Problem to solve>
Show every line of the records below that contains the word "previous".

Given data below:

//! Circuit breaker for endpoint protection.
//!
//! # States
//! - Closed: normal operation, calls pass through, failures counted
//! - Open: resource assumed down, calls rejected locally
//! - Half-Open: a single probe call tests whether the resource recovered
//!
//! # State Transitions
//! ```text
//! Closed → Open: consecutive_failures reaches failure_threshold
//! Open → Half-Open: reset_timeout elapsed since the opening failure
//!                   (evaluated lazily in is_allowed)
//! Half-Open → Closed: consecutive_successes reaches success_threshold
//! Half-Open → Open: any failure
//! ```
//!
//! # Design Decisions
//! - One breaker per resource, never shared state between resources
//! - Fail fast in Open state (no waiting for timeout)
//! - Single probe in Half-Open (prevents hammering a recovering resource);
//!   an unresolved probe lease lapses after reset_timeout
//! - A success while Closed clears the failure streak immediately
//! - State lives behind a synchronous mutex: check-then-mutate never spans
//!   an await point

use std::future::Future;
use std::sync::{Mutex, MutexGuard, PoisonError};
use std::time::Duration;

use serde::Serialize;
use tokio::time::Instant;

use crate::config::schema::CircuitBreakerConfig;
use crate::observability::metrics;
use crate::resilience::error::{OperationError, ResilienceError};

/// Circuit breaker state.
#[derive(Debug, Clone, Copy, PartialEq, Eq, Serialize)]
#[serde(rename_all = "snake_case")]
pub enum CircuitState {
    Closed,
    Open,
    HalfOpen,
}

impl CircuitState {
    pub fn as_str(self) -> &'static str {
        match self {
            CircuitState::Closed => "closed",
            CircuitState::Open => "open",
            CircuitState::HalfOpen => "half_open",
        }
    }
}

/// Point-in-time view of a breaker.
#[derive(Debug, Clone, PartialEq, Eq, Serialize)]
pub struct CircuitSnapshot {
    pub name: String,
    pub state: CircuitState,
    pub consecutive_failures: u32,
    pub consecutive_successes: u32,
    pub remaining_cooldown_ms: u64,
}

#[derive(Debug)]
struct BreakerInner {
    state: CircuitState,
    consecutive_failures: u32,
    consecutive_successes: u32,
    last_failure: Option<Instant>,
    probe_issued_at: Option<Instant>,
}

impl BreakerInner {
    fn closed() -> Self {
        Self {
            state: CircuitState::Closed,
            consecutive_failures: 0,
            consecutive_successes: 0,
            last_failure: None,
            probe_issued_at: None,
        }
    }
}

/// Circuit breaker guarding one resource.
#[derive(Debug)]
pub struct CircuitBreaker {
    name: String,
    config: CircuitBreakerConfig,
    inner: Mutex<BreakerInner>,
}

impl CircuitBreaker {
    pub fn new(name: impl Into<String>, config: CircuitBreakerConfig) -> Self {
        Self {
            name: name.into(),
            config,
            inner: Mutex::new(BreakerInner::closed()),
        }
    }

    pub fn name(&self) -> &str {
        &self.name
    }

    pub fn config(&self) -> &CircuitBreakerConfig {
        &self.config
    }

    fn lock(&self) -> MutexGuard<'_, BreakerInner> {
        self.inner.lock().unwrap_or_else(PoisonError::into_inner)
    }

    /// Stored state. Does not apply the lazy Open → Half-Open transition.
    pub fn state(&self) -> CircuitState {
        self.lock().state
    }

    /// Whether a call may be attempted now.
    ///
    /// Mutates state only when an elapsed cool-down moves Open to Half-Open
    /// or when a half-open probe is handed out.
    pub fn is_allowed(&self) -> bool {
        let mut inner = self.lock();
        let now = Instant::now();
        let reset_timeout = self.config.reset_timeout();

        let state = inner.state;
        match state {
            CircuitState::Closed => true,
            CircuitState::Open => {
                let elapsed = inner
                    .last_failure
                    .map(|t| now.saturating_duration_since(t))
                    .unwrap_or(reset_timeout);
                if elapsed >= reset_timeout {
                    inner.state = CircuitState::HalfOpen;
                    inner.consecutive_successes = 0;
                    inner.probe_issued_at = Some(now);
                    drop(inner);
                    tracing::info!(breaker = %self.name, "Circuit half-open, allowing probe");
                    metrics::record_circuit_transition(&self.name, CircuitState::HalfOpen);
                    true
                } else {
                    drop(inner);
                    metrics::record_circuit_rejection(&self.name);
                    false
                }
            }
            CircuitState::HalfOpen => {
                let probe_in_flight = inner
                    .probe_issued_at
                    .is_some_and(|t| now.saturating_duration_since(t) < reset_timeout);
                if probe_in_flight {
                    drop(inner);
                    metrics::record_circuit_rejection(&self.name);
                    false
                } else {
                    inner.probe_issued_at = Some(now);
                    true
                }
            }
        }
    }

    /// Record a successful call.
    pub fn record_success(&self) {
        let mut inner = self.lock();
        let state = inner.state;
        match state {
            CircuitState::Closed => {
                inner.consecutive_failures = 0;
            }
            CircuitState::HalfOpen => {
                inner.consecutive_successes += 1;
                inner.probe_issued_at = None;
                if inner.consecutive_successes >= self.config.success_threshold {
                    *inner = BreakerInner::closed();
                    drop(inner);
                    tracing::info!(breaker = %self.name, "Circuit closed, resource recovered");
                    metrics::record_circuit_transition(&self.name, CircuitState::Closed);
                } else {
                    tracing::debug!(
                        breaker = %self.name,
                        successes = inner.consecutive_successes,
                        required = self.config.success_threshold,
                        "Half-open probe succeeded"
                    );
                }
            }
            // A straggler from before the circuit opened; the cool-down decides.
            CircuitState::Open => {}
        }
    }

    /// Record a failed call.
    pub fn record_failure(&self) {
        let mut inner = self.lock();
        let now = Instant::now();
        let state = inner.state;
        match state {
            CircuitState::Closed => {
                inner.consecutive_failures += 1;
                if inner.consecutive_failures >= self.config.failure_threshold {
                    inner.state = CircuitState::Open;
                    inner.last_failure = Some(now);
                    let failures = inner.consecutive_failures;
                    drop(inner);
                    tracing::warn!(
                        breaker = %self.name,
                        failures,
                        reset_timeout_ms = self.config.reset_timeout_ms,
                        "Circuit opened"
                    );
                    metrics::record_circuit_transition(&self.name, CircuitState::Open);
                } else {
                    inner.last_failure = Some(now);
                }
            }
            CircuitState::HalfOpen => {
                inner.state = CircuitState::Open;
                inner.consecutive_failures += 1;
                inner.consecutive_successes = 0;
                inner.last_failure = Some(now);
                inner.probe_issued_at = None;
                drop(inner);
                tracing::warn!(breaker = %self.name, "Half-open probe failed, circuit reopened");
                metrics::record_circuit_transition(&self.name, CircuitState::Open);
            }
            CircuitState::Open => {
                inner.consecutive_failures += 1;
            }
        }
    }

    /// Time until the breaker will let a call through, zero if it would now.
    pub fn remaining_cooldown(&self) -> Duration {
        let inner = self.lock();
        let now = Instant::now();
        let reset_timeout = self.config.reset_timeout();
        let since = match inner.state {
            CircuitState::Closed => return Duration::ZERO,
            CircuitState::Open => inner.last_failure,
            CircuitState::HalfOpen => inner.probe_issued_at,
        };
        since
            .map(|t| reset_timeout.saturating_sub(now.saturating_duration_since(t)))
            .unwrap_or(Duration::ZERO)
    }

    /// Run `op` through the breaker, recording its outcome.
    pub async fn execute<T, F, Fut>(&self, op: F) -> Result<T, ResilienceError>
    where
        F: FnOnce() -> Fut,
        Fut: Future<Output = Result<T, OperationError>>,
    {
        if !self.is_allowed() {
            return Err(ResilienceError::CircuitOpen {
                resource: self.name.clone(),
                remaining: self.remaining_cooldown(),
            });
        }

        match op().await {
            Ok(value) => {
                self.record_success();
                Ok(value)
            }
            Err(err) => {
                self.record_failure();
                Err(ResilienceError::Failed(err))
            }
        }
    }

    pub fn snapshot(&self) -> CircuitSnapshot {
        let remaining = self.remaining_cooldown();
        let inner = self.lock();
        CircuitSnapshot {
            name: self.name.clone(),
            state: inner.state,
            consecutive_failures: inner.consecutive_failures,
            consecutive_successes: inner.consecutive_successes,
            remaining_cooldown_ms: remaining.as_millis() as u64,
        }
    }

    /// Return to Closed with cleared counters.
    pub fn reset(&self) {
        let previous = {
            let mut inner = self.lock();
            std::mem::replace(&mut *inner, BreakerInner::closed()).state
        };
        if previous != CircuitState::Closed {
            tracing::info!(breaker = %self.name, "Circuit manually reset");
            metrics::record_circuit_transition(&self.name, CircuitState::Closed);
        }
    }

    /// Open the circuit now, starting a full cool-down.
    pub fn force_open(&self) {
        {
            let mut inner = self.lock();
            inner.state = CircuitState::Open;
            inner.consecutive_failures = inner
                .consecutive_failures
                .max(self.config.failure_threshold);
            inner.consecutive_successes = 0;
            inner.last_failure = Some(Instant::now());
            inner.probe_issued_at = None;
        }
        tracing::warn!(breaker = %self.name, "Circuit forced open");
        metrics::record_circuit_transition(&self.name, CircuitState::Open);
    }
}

End of Given data.
Given data below:

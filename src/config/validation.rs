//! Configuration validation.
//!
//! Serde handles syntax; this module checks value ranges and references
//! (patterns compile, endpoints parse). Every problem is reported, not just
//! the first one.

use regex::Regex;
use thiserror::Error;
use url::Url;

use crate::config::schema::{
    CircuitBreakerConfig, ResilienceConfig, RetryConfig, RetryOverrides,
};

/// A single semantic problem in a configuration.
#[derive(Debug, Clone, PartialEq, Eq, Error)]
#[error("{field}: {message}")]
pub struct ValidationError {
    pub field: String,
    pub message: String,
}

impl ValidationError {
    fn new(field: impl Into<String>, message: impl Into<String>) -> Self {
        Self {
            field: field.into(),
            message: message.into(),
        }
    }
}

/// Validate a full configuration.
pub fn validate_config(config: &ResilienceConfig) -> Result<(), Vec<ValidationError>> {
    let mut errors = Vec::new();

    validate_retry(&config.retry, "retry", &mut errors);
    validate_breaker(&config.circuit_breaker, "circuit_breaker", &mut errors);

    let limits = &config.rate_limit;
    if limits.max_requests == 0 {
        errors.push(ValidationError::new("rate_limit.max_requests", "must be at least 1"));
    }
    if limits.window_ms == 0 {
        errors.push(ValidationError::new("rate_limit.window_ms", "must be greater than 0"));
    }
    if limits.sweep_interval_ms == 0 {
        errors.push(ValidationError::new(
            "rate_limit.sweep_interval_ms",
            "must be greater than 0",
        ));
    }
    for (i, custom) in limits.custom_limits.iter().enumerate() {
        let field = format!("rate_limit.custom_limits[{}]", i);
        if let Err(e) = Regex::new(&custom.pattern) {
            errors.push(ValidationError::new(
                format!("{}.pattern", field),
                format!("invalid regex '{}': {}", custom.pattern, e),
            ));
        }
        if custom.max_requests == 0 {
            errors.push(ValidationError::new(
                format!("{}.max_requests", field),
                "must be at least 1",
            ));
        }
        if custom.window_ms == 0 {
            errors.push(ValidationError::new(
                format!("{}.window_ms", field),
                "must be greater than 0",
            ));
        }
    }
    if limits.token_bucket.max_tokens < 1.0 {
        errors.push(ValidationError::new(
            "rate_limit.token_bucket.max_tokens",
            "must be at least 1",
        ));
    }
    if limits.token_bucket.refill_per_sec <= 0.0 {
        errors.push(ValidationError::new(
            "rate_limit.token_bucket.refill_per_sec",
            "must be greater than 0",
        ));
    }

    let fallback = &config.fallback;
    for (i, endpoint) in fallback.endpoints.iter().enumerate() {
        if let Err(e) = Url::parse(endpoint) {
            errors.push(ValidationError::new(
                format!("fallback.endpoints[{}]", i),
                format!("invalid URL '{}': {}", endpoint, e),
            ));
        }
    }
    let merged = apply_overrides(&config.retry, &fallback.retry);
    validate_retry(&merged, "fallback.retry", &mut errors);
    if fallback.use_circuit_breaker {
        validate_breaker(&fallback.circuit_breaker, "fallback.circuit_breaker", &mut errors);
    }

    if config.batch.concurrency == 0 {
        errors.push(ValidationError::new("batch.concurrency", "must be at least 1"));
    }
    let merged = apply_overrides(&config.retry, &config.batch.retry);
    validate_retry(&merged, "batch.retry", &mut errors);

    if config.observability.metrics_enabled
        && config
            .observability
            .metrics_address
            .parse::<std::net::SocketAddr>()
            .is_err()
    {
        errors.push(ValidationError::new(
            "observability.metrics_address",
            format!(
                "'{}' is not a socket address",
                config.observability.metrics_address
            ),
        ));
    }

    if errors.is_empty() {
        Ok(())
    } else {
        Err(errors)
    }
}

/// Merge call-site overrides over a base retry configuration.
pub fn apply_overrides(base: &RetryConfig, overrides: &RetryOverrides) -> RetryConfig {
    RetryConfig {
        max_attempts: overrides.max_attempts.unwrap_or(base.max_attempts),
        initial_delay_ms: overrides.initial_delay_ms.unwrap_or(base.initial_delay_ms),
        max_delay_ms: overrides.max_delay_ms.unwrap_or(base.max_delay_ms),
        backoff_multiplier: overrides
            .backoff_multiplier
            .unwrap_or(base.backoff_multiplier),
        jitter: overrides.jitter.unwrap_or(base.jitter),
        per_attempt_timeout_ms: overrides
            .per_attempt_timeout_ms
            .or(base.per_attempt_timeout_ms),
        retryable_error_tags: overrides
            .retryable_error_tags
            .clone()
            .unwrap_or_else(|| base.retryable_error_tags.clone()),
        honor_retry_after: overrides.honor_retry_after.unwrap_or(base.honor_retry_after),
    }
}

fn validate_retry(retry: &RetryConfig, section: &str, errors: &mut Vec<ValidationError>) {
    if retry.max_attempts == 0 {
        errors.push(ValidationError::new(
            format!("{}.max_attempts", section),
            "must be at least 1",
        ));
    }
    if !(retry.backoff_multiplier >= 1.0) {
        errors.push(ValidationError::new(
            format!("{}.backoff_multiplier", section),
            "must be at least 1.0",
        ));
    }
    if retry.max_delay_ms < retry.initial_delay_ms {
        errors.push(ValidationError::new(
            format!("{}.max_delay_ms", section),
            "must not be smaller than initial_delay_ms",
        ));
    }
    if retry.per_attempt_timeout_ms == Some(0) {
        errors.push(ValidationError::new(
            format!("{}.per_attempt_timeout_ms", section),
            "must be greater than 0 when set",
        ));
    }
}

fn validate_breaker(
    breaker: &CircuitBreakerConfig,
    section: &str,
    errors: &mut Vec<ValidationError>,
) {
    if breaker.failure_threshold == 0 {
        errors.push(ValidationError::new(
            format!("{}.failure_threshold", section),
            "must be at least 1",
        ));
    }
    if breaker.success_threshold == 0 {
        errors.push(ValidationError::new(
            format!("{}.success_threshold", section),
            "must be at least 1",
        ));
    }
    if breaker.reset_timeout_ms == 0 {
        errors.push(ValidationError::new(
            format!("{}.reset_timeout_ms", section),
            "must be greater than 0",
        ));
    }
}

End of Given data.
Given data below:

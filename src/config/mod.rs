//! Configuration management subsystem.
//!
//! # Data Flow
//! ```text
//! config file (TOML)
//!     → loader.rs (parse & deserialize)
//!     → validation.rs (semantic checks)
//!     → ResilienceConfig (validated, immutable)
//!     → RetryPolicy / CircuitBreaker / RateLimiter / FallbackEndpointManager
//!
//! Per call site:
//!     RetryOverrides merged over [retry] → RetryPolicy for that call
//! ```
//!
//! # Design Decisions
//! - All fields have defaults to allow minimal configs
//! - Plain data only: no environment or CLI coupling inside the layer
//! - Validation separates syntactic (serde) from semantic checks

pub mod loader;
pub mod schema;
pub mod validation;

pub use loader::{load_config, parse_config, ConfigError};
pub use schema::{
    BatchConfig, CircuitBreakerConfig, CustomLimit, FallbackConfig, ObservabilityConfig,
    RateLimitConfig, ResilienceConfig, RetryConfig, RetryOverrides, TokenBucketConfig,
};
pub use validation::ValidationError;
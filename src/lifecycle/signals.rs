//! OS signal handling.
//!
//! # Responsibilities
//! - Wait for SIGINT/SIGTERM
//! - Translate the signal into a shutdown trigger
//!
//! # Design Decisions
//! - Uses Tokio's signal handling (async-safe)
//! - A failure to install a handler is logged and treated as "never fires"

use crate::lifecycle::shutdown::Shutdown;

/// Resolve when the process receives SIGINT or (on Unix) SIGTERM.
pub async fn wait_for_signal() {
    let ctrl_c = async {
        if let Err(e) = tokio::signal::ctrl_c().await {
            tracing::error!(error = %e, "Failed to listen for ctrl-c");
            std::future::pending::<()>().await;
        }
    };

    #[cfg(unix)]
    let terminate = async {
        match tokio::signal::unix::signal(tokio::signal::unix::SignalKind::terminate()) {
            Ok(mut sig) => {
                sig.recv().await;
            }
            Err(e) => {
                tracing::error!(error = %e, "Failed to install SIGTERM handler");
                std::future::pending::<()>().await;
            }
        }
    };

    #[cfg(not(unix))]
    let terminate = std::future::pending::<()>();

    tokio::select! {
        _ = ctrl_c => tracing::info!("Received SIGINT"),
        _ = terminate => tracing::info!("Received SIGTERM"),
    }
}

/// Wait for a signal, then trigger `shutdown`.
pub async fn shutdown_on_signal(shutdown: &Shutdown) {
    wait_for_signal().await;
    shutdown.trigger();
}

End of Given data.

Task solution>
        let previous = {
        if previous != CircuitState::Closed {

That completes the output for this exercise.